> [Task to complete]: After locating the line with "production behind HTTPS)" in the data that follows, return it and every later line exactly, up to and including the line with "type Future = std::pin::Pin<".

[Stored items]
/// Security headers middleware
///
/// Adds security-related HTTP headers to every response:
///
/// - `X-Content-Type-Options: nosniff` - Prevents MIME type sniffing
/// - `X-Frame-Options: DENY` - Prevents clickjacking
/// - `Referrer-Policy: strict-origin-when-cross-origin`
/// - `Strict-Transport-Security` - Forces HTTPS (production only)
///
/// # Example
///
/// ```no_run
/// use axum::Router;
/// use agriconnect_api::middleware::security::SecurityHeadersLayer;
///
/// let app: Router = Router::new()
///     .layer(SecurityHeadersLayer::new(true)); // true = production mode
/// ```

use axum::{extract::Request, response::Response};
use std::task::{Context, Poll};
use tower::{Layer, Service};

/// Security headers middleware layer
#[derive(Clone)]
pub struct SecurityHeadersLayer {
    /// Whether to enable HSTS (should be true in production behind HTTPS)
    enable_hsts: bool,
}

impl SecurityHeadersLayer {
    /// Creates a new security headers layer
    pub fn new(enable_hsts: bool) -> Self {
        Self { enable_hsts }
    }
}

impl<S> Layer<S> for SecurityHeadersLayer {
    type Service = SecurityHeadersMiddleware<S>;

    fn layer(&self, inner: S) -> Self::Service {
        SecurityHeadersMiddleware {
            inner,
            enable_hsts: self.enable_hsts,
        }
    }
}

/// Security headers middleware service
#[derive(Clone)]
pub struct SecurityHeadersMiddleware<S> {
    inner: S,
    enable_hsts: bool,
}

impl<S> Service<Request> for SecurityHeadersMiddleware<S>
where
    S: Service<Request, Response = Response> + Send + 'static,
    S::Future: Send + 'static,
{
    type Response = S::Response;
    type Error = S::Error;
    type Future = std::pin::Pin<
        Box<dyn std::future::Future<Output = Result<Self::Response, Self::Error>> + Send>,
    >;

    fn poll_ready(&mut self, cx: &mut Context<'_>) -> Poll<Result<(), Self::Error>> {
        self.inner.poll_ready(cx)
    }

    fn call(&mut self, request: Request) -> Self::Future {
        let future = self.inner.call(request);
        let enable_hsts = self.enable_hsts;

        Box::pin(async move {
            let mut response = future.await?;

            let headers = response.headers_mut();

            headers.insert("X-Content-Type-Options", "nosniff".parse().unwrap());
            headers.insert("X-Frame-Options", "DENY".parse().unwrap());
            headers.insert(
                "Referrer-Policy",
                "strict-origin-when-cross-origin".parse().unwrap(),
            );

            if enable_hsts {
                headers.insert(
                    "Strict-Transport-Security",
                    "max-age=31536000; includeSubDomains".parse().unwrap(),
                );
            }

            Ok(response)
        })
    }
}

#[cfg(test)]
mod tests {
    use super::*;
    use axum::{body::Body, http::StatusCode, response::IntoResponse, routing::get, Router};
    use tower::Service as _;

    async fn handler() -> impl IntoResponse {
        (StatusCode::OK, "test")
    }

    #[tokio::test]
    async fn test_security_headers_applied() {
        let mut app = Router::new()
            .route("/test", get(handler))
            .layer(SecurityHeadersLayer::new(false));

        let response = app
            .call(Request::builder().uri("/test").body(Body::empty()).unwrap())
            .await
            .unwrap();

        let headers = response.headers();
        assert_eq!(headers.get("X-Content-Type-Options").unwrap(), "nosniff");
        assert_eq!(headers.get("X-Frame-Options").unwrap(), "DENY");
        assert_eq!(
            headers.get("Referrer-Policy").unwrap(),
            "strict-origin-when-cross-origin"
        );
        assert!(headers.get("Strict-Transport-Security").is_none());
    }

    #[tokio::test]
    async fn test_hsts_enabled_in_production() {
        let mut app = Router::new()
            .route("/test", get(handler))
            .layer(SecurityHeadersLayer::new(true));

        let response = app
            .call(Request::builder().uri("/test").body(Body::empty()).unwrap())
            .await
            .unwrap();

        assert!(response.headers().get("Strict-Transport-Security").is_some());
    }
}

> [Response to this exercise]:
    /// Whether to enable HSTS (should be true in production behind HTTPS)
    enable_hsts: bool,
}

impl SecurityHeadersLayer {
    /// Creates a new security headers layer
    pub fn new(enable_hsts: bool) -> Self {
        Self { enable_hsts }
    }
}

impl<S> Layer<S> for SecurityHeadersLayer {
    type Service = SecurityHeadersMiddleware<S>;

    fn layer(&self, inner: S) -> Self::Service {
        SecurityHeadersMiddleware {
            inner,
            enable_hsts: self.enable_hsts,
        }
    }
}

/// Security headers middleware service
#[derive(Clone)]
pub struct SecurityHeadersMiddleware<S> {
    inner: S,
    enable_hsts: bool,
}

impl<S> Service<Request> for SecurityHeadersMiddleware<S>
where
    S: Service<Request, Response = Response> + Send + 'static,
    S::Future: Send + 'static,
{
    type Response = S::Response;
    type Error = S::Error;
    type Future = std::pin::Pin<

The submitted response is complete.